No dia 23, depois de negociações com o governo, que se comprometeu em retirar gradualmente os militares dos assentamentos e das ocupações e retomar as discussões sobre as reivindicações, o paro foi supenso. O movimento passou por uma prova difícil e aguentou firme e unido, e com disposição de continuar a luta.
ENTENDA A CRISE AGRÁRIA NO PARAGUAI
Para compreender o porquê das ocupações de terra no Paraguai é preciso entender duas questões.

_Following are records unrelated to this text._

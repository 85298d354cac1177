//! FILENAME: segment-engine/src/presets.rs
//! PURPOSE: Named bucket presets for the standard user-analytics dimensions.
//! CONTEXT: The rendering layer offers these by name next to custom rules.
//! Integer dimensions (ages, day counts, order counts) use bounds shifted so
//! every label reads inclusively, e.g. "0-7 days" is `[0, 8)`.

use crate::bucket::{define_bucket_rule, BucketKind, BucketRule, DateGranularity, NumericRange};
use crate::catalog::DimensionCatalog;
use crate::dataset::Dataset;
use crate::error::{SegmentError, SegmentResult};

enum PresetShape {
    /// Range `i` is `[lowers[i], lowers[i + 1])`; the last range is open-ended.
    Ranges {
        lowers: &'static [f64],
        labels: &'static [&'static str],
    },
    Dates(DateGranularity),
    /// Quartile cut points computed from the dataset.
    Quartiles,
}

struct Preset {
    dimension: &'static str,
    name: &'static str,
    shape: PresetShape,
}

impl Preset {
    /// The rule definition, `None` for dataset-dependent quartiles.
    fn kind(&self) -> Option<BucketKind> {
        match &self.shape {
            PresetShape::Ranges { lowers, labels } => Some(BucketKind::NumericRange {
                ranges: lowers
                    .iter()
                    .zip(labels.iter())
                    .enumerate()
                    .map(|(i, (lower, label))| {
                        NumericRange::new(Some(*lower), lowers.get(i + 1).copied(), *label)
                    })
                    .collect(),
            }),
            PresetShape::Dates(granularity) => Some(BucketKind::DateGranularity {
                granularity: *granularity,
            }),
            PresetShape::Quartiles => None,
        }
    }
}

const QUARTILE_LABELS: &[&str] = &["Q1 (Bottom 25%)", "Q2", "Q3", "Q4 (Top 25%)"];

const PRESETS: &[Preset] = &[
    // age
    Preset {
        dimension: "age",
        name: "Young/Old",
        shape: PresetShape::Ranges {
            lowers: &[0.0, 36.0],
            labels: &["Young (18-35)", "Mature (35+)"],
        },
    },
    Preset {
        dimension: "age",
        name: "Three Groups",
        shape: PresetShape::Ranges {
            lowers: &[0.0, 26.0, 46.0],
            labels: &["18-25", "26-45", "46+"],
        },
    },
    Preset {
        dimension: "age",
        name: "Fine Grained",
        shape: PresetShape::Ranges {
            lowers: &[0.0, 21.0, 26.0, 36.0, 51.0],
            labels: &["18-20", "21-25", "26-35", "36-50", "50+"],
        },
    },
    // days_since_signup
    Preset {
        dimension: "days_since_signup",
        name: "New/Established",
        shape: PresetShape::Ranges {
            lowers: &[0.0, 91.0],
            labels: &["New (0-90 days)", "Established (90+ days)"],
        },
    },
    Preset {
        dimension: "days_since_signup",
        name: "Quarterly",
        shape: PresetShape::Ranges {
            lowers: &[0.0, 91.0, 181.0, 366.0],
            labels: &["0-3 months", "3-6 months", "6-12 months", "1+ years"],
        },
    },
    Preset {
        dimension: "days_since_signup",
        name: "Monthly",
        shape: PresetShape::Ranges {
            lowers: &[0.0, 31.0, 61.0, 91.0, 181.0, 366.0],
            labels: &[
                "0-1 month",
                "1-2 months",
                "2-3 months",
                "3-6 months",
                "6-12 months",
                "1+ years",
            ],
        },
    },
    // days_since_last_purchase
    Preset {
        dimension: "days_since_last_purchase",
        name: "Recent/Lapsed",
        shape: PresetShape::Ranges {
            lowers: &[0.0, 31.0],
            labels: &["Recent (0-30 days)", "Lapsed (30+ days)"],
        },
    },
    Preset {
        dimension: "days_since_last_purchase",
        name: "Recency Groups",
        shape: PresetShape::Ranges {
            lowers: &[0.0, 8.0, 31.0, 91.0],
            labels: &["0-7 days", "8-30 days", "31-90 days", "90+ days"],
        },
    },
    Preset {
        dimension: "days_since_last_purchase",
        name: "Weekly",
        shape: PresetShape::Ranges {
            lowers: &[0.0, 8.0, 15.0, 22.0, 31.0, 61.0, 91.0],
            labels: &[
                "0-1 week",
                "1-2 weeks",
                "2-3 weeks",
                "3-4 weeks",
                "1-2 months",
                "2-3 months",
                "3+ months",
            ],
        },
    },
    // signup_date
    Preset {
        dimension: "signup_date",
        name: "By Year",
        shape: PresetShape::Dates(DateGranularity::Year),
    },
    Preset {
        dimension: "signup_date",
        name: "By Quarter",
        shape: PresetShape::Dates(DateGranularity::Quarter),
    },
    Preset {
        dimension: "signup_date",
        name: "By Month",
        shape: PresetShape::Dates(DateGranularity::Month),
    },
    Preset {
        dimension: "signup_date",
        name: "By Week",
        shape: PresetShape::Dates(DateGranularity::Week),
    },
    // total_revenue
    Preset {
        dimension: "total_revenue",
        name: "Low/Medium/High",
        shape: PresetShape::Ranges {
            lowers: &[0.0, 100.0, 500.0],
            labels: &["Low (<$100)", "Medium ($100-500)", "High ($500+)"],
        },
    },
    Preset {
        dimension: "total_revenue",
        name: "Quartiles",
        shape: PresetShape::Quartiles,
    },
    Preset {
        dimension: "total_revenue",
        name: "Detailed",
        shape: PresetShape::Ranges {
            lowers: &[0.0, 50.0, 100.0, 250.0, 500.0, 1000.0],
            labels: &["<$50", "$50-100", "$100-250", "$250-500", "$500-1000", "$1000+"],
        },
    },
    // ltv
    Preset {
        dimension: "ltv",
        name: "Low/Medium/High",
        shape: PresetShape::Ranges {
            lowers: &[0.0, 200.0, 1000.0],
            labels: &["Low (<$200)", "Medium ($200-1000)", "High ($1000+)"],
        },
    },
    Preset {
        dimension: "ltv",
        name: "Quartiles",
        shape: PresetShape::Quartiles,
    },
    Preset {
        dimension: "ltv",
        name: "Detailed",
        shape: PresetShape::Ranges {
            lowers: &[0.0, 100.0, 250.0, 500.0, 1000.0, 2000.0],
            labels: &["<$100", "$100-250", "$250-500", "$500-1000", "$1000-2000", "$2000+"],
        },
    },
    // total_orders
    Preset {
        dimension: "total_orders",
        name: "Low/Medium/High",
        shape: PresetShape::Ranges {
            lowers: &[0.0, 3.0, 11.0],
            labels: &["Low (0-2)", "Medium (3-10)", "High (10+)"],
        },
    },
    Preset {
        dimension: "total_orders",
        name: "Detailed",
        shape: PresetShape::Ranges {
            lowers: &[0.0, 2.0, 4.0, 6.0, 11.0, 21.0],
            labels: &["0-1", "2-3", "4-5", "6-10", "11-20", "20+"],
        },
    },
    // scores
    Preset {
        dimension: "churn_risk_score",
        name: "Risk Levels",
        shape: PresetShape::Ranges {
            lowers: &[0.0, 0.3, 0.7],
            labels: &["Low Risk", "Medium Risk", "High Risk"],
        },
    },
    Preset {
        dimension: "nps_score",
        name: "NPS Categories",
        shape: PresetShape::Ranges {
            lowers: &[0.0, 7.0, 9.0],
            labels: &["Detractors (0-6)", "Passives (7-8)", "Promoters (9-10)"],
        },
    },
];

/// Preset names available for a dimension, in display order.
pub fn bucket_options(dimension: &str) -> Vec<&'static str> {
    PRESETS
        .iter()
        .filter(|p| p.dimension == dimension)
        .map(|p| p.name)
        .collect()
}

/// Builds the named preset rule for a dataset dimension.
pub fn bucket_preset(dataset: &Dataset, dimension: &str, name: &str) -> SegmentResult<BucketRule> {
    let preset = PRESETS
        .iter()
        .find(|p| p.dimension == dimension && p.name == name)
        .ok_or_else(|| {
            SegmentError::config_for(
                dimension,
                format!("No bucket preset '{}' for '{}'", name, dimension),
            )
        })?;

    let Some(kind) = preset.kind() else {
        return BucketRule::quantiles(dataset, dimension, QUARTILE_LABELS);
    };
    let catalog = DimensionCatalog::from_schema(dataset.schema());
    define_bucket_rule(&catalog, dimension, kind)
}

Primeiro: o Paraguai é o país da América Latina com maior desigualdade em relação à terra: 1% dos latifundiários detêm 77% das terras, enquanto 83% de pequenos produtores possuem apenas 6% da terra cultivável. Segundo: a imposição, durante a década de 90, do modelo agro-exportador baseado no monocultivo da soja e a entrada de empresas transnacionais e grandes empresários, principalmente brasileiros, para investir em produção extensiva e mecanizada.
Esse modelo trouxe conseqüências graves ao país. Uma maior concentração das terras e sua exploração capitalista, com alta mecanização para a agro-exportação, levando à destruição da pequena produção camponesa para consumo.
Provocou também a expulsão do pequeno produtor do campo, criando um exército industrial de reserva com mão-de-obra barata e disponível nas cidades; a dependência alimentícia, que aumenta a miséria e a fome; o avanço da produção em grande escala, destruindo os recursos naturais e a associação estreita entre produtores de soja, latifundiários, grandes bancos e transnacionais, que se transformam em uma máfia empresarial rural.
A eliminação do pequeno produtor e sua expulsão da terra aumenta a parcela dos sem-terra: cerca de 150 mil famílias, mais de 700 mil pessoas.